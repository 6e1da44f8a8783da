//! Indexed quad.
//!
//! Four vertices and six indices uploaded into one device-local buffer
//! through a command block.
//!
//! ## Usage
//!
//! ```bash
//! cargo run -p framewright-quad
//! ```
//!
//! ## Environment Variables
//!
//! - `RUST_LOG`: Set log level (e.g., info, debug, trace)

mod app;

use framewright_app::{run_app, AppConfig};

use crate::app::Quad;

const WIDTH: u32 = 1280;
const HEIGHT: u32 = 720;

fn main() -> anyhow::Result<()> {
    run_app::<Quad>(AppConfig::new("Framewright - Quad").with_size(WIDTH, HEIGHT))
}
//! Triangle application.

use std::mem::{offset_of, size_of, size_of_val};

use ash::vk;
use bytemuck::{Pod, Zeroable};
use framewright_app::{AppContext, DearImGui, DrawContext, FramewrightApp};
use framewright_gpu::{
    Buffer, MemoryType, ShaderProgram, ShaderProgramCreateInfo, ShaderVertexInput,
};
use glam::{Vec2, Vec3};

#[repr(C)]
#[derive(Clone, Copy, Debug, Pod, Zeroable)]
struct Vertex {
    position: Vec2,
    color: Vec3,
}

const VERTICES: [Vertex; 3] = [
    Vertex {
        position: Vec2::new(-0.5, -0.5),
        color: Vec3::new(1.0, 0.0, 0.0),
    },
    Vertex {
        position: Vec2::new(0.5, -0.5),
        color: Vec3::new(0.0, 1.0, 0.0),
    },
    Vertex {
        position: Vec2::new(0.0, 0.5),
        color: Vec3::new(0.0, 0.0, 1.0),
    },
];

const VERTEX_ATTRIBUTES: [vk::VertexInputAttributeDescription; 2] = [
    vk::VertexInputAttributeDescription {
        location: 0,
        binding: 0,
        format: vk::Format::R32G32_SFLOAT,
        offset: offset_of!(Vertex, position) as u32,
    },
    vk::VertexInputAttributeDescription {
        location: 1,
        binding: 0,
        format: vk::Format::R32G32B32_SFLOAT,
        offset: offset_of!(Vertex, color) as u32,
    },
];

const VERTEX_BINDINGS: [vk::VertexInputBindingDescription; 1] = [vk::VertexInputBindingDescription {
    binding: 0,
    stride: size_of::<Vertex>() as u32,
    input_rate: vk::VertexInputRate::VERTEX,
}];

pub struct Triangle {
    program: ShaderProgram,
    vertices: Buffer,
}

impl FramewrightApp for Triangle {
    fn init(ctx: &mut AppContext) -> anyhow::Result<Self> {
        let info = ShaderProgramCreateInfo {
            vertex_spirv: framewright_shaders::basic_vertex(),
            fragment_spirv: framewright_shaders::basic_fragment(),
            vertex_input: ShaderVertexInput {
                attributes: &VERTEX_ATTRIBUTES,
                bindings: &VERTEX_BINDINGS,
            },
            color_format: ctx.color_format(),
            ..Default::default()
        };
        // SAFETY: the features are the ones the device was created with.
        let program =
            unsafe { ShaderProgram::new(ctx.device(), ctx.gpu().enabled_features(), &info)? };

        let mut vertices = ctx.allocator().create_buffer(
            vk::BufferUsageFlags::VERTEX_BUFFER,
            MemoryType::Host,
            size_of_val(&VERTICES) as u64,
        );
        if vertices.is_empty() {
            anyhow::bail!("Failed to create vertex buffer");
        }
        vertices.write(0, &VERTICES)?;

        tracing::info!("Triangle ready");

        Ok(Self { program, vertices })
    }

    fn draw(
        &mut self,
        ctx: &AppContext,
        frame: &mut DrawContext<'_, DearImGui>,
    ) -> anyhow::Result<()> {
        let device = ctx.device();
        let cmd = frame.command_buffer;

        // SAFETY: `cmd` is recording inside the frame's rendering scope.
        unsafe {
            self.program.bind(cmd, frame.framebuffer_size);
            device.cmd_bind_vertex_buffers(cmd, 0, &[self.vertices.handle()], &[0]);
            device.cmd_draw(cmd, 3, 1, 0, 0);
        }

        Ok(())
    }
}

---

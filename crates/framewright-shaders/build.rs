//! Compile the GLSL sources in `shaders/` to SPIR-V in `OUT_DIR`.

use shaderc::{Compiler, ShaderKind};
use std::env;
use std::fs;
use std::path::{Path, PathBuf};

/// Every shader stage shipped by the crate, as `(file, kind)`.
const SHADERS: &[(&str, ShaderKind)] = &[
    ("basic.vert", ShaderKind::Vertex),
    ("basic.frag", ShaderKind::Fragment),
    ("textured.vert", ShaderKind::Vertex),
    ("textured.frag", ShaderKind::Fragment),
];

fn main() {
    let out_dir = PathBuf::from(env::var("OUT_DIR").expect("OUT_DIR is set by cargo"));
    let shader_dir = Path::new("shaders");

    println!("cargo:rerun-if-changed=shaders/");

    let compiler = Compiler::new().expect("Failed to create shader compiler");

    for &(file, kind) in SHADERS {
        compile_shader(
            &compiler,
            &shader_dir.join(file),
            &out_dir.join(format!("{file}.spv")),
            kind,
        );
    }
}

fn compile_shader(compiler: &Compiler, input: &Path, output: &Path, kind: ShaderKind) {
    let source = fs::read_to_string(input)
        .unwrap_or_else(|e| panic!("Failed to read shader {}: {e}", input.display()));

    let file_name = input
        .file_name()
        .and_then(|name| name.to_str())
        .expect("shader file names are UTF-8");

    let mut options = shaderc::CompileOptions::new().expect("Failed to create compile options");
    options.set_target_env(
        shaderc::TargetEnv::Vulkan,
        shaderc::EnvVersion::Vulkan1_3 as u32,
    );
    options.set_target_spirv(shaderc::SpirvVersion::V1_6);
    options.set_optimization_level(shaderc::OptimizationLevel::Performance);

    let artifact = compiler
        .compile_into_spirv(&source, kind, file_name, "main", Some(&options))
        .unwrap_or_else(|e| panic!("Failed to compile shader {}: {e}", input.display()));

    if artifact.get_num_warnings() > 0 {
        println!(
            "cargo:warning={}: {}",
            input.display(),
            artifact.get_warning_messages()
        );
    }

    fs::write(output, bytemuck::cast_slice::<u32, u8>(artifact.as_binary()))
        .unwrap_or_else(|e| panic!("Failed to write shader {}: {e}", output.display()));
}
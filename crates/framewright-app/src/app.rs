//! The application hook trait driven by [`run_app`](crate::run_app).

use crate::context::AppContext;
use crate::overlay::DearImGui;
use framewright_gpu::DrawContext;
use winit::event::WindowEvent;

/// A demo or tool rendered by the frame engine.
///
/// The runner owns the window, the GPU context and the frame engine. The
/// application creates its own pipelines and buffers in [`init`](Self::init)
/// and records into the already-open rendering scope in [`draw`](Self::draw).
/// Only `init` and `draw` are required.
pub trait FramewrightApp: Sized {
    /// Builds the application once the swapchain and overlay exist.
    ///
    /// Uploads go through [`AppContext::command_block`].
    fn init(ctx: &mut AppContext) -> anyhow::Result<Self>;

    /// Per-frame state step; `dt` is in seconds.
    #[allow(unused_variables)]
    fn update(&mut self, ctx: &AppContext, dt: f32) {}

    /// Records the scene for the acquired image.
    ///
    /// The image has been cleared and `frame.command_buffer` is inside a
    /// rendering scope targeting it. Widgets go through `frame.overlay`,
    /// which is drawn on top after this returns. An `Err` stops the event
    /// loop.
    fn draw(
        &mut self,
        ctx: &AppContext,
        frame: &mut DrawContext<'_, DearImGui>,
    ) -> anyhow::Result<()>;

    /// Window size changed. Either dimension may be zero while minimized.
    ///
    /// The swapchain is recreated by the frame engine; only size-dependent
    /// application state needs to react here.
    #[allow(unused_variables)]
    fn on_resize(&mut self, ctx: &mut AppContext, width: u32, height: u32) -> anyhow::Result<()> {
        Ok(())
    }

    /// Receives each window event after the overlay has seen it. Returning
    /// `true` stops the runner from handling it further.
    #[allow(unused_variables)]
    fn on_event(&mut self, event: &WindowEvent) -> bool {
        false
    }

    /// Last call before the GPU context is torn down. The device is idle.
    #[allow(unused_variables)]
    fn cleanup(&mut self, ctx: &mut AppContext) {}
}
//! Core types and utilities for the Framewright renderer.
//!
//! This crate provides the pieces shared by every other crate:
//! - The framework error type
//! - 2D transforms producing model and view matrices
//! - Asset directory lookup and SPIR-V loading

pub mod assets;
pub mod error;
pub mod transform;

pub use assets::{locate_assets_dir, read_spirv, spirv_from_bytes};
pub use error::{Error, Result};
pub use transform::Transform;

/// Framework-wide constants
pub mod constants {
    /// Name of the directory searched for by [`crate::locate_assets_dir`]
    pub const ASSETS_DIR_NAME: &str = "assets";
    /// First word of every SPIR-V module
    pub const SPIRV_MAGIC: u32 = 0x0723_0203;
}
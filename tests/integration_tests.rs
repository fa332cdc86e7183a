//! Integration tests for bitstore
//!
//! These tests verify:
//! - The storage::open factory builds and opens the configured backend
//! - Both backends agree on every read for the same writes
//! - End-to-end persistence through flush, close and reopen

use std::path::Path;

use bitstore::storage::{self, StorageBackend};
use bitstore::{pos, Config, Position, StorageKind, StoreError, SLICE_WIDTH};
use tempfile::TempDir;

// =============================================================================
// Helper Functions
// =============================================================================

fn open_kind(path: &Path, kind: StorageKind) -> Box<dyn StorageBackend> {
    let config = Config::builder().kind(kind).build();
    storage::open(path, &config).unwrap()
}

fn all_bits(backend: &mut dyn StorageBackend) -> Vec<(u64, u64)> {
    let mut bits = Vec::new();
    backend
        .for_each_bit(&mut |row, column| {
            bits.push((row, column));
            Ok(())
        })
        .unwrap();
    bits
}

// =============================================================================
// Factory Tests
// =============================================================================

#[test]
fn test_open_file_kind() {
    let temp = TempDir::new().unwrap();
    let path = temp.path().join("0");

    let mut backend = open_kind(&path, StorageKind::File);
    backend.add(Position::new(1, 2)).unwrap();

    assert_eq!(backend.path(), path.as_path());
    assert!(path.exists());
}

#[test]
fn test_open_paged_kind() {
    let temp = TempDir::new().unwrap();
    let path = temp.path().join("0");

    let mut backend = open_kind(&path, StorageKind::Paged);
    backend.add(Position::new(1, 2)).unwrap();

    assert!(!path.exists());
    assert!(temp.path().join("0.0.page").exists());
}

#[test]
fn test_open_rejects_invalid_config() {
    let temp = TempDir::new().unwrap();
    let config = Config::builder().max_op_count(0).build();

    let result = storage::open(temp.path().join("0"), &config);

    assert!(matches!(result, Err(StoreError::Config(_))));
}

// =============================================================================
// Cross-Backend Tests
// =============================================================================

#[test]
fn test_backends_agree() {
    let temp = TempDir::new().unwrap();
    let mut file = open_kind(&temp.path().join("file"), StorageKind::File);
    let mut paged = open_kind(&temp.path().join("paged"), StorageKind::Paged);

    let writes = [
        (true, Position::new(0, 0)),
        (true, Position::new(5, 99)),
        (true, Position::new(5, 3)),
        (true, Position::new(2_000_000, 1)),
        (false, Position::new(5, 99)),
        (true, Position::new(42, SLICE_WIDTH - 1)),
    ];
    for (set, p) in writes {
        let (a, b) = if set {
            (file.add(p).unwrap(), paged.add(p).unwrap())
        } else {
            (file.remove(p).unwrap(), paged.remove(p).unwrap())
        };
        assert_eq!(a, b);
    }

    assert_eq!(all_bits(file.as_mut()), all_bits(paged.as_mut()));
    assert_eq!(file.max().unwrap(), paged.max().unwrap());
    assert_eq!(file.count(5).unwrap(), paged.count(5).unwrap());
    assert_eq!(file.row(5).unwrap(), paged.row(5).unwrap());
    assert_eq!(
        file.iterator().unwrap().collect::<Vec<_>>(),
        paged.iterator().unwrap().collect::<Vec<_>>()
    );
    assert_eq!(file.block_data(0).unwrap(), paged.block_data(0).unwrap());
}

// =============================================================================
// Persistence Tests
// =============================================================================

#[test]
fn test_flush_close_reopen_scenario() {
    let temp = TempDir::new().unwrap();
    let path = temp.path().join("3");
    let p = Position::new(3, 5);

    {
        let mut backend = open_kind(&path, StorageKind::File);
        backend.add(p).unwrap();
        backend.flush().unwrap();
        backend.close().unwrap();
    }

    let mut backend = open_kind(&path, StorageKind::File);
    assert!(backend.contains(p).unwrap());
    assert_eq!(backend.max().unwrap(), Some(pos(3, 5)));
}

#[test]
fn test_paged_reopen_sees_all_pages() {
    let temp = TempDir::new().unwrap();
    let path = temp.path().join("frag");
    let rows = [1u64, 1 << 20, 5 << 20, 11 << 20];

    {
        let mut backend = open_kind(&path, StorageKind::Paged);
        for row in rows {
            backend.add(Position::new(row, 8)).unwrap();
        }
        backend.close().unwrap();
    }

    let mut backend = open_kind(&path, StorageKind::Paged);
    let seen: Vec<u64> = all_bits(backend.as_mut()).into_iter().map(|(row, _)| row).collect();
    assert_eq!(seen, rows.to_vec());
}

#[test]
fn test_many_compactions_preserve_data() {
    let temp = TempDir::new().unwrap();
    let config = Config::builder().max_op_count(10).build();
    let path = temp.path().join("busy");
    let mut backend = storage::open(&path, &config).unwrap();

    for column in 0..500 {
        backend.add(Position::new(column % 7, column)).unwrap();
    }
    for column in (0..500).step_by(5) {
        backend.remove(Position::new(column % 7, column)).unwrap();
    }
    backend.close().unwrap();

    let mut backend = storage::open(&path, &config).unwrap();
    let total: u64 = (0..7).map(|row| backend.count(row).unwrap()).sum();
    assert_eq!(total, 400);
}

---

* _Exercise description_
Copy the lines above exactly, beginning at the line that has "Name of the" and stopping after the line that has "use tempfile::TempDir;", and omit the rest.

* _Completed exercise_
    /// Name of the directory searched for by [`crate::locate_assets_dir`]
    pub const ASSETS_DIR_NAME: &str = "assets";
    /// First word of every SPIR-V module
    pub const SPIRV_MAGIC: u32 = 0x0723_0203;
}
filename tests/integration_tests.rs
repository fa332cdc86e7183a
//! Integration tests for bitstore
//!
//! These tests verify:
//! - The storage::open factory builds and opens the configured backend
//! - Both backends agree on every read for the same writes
//! - End-to-end persistence through flush, close and reopen

use std::path::Path;

use bitstore::storage::{self, StorageBackend};
use bitstore::{pos, Config, Position, StorageKind, StoreError, SLICE_WIDTH};
use tempfile::TempDir;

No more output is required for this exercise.